We commit to working proactively to avoid conflict and to facilitate early resolution of potential disputes.
We commit to developing our capability in the early identification of potential disputes and in the use of conflict avoidance measures. We will promote the value of collaborative working to prevent issues developing into disputes.
We commit to work with our industry partners to identify, promote and utilise conflict avoidance mechanisms.”[1]
Benefits
Parties to Construction Contracts
The most obvious benefit is to parties to construction contracts in avoiding conflicts and further financial costs of formal dispute resolution processes, and/or the cost of damaging relationships unnecessarily.

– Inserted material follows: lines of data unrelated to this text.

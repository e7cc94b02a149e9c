// ==========================================
// 订单履约后台 - 数据仓储层
// ==========================================
// 红线: Repository 不含业务逻辑
// 红线: 每条读写语句都带 tenant_id 条件
// ==========================================
// 职责: 提供数据访问接口,屏蔽数据库细节
// 约束: 所有查询使用参数化,防止 SQL 注入
// ==========================================

pub mod action_log_repo;
pub mod error;
pub mod order_batch_repo;
pub mod order_row_repo;
pub mod product_repo;
pub mod sql_util;
pub mod vendor_repo;

// 重导出核心仓储
pub use action_log_repo::ActionLogRepository;
pub use error::{RepositoryError, RepositoryResult};
pub use order_batch_repo::OrderBatchRepository;
pub use order_row_repo::{OrderRowRepository, RowFilter};
pub use product_repo::ProductRepository;
pub use vendor_repo::PurchaseVendorRepository;
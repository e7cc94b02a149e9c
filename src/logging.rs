// ==========================================
// 订单履约后台 - 日志系统
// ==========================================
// 输出: 一律写 stderr（stdout 留给命令行的 JSON 结果）
// 级别: RUST_LOG，缺省 fulfillment_desk=info,warn
// 格式: FULFILLMENT_DESK_LOG_FORMAT=json 时输出 JSON 行
// ==========================================

use tracing_subscriber::{fmt, EnvFilter};

/// 日志格式环境变量
pub const LOG_FORMAT_ENV: &str = "FULFILLMENT_DESK_LOG_FORMAT";

const DEFAULT_DIRECTIVES: &str = "fulfillment_desk=info,warn";

#[derive(Debug, Clone, Copy, PartialEq, Eq)]
pub enum LogFormat {
    Text,
    Json,
}

impl LogFormat {
    /// 解析格式名；未知值按文本处理
    pub fn parse(raw: Option<&str>) -> Self {
        match raw.map(|s| s.trim().to_ascii_lowercase()) {
            Some(s) if s == "json" => LogFormat::Json,
            _ => LogFormat::Text,
        }
    }

    pub fn from_env() -> Self {
        Self::parse(std::env::var(LOG_FORMAT_ENV).ok().as_deref())
    }
}

fn env_filter() -> EnvFilter {
    EnvFilter::try_from_default_env().unwrap_or_else(|_| EnvFilter::new(DEFAULT_DIRECTIVES))
}

/// 初始化日志系统（进程内只调用一次）
///
/// # 示例
/// ```no_run
/// fulfillment_desk::logging::init();
/// ```
pub fn init() {
    let builder = fmt()
        .with_env_filter(env_filter())
        .with_target(true)
        .with_line_number(true)
        .with_writer(std::io::stderr);

    match LogFormat::from_env() {
        LogFormat::Json => builder.json().flatten_event(true).init(),
        LogFormat::Text => builder.init(),
    }
}

/// 测试用：debug 级别，输出交给测试捕获；重复调用无副作用
pub fn init_test() {
    let _ = fmt()
        .with_env_filter(EnvFilter::new("fulfillment_desk=debug"))
        .with_test_writer()
        .try_init();
}

#[cfg(test)]
mod tests {
    use super::*;

    #[test]
    fn test_log_format_parse() {
        assert_eq!(LogFormat::parse(Some("json")), LogFormat::Json);
        assert_eq!(LogFormat::parse(Some(" JSON ")), LogFormat::Json);
        assert_eq!(LogFormat::parse(Some("pretty")), LogFormat::Text);
        assert_eq!(LogFormat::parse(None), LogFormat::Text);
    }

    #[test]
    fn test_init_test_is_repeatable() {
        init_test();
        init_test();
    }
}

However, I have still seen some opinions on social media that the CAP does not have any force to make a difference. Based on what I have seen from these types of comments so far, they appear to generally come from a view that the intention alone, to avoid disputes, is not enough. If that were only what CAP is, then I would not disagree, but it isn’t. Yes, CAP does involve promoting the mindset of collaboration to encourage parties to avoid conflicts, but this is not the only process available. CAP is aimed at integrating avoidance processes into the contract, and the processes include the option to appoint a CAP professional to assist the parties in avoiding conflict.

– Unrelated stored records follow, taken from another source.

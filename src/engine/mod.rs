// ==========================================
// 订单履约后台 - 引擎层
// ==========================================
// 职责: 商品编码匹配、订单行状态规则
// 红线: Engine 不拼 SQL，不访问存储
// ==========================================

pub mod product_matcher;
pub mod row_state;

// 重导出核心引擎
pub use product_matcher::{dedupe_for_selection, ExactMatchKind, ProductMatch, ProductMatcher};
pub use row_state::{
    apply_mapping, delivery_patch, mapping_patch, plan_status_update, StatusUpdatePlan,
    MAPPING_PROTECTED_FIELDS,
};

How the CAP professional achieves this is up to the parties. The CAP professional may be instructed to provide an independent report, advise on specific points of contention and potential outcomes, the merits of the parties’ positions, or even a binding or non-binding decision on a matter; it is up to the parties how the matter is addressed.
The point is that the process is flexible and can be tailored to the specific circumstances; in this way, the process promotes agreement and control in time and cost.
So, notwithstanding the subjectivity associated with merely intending to avoid conflict, CAP offers the opportunity for parties to agree to an objective process by which any type of matter can be addressed.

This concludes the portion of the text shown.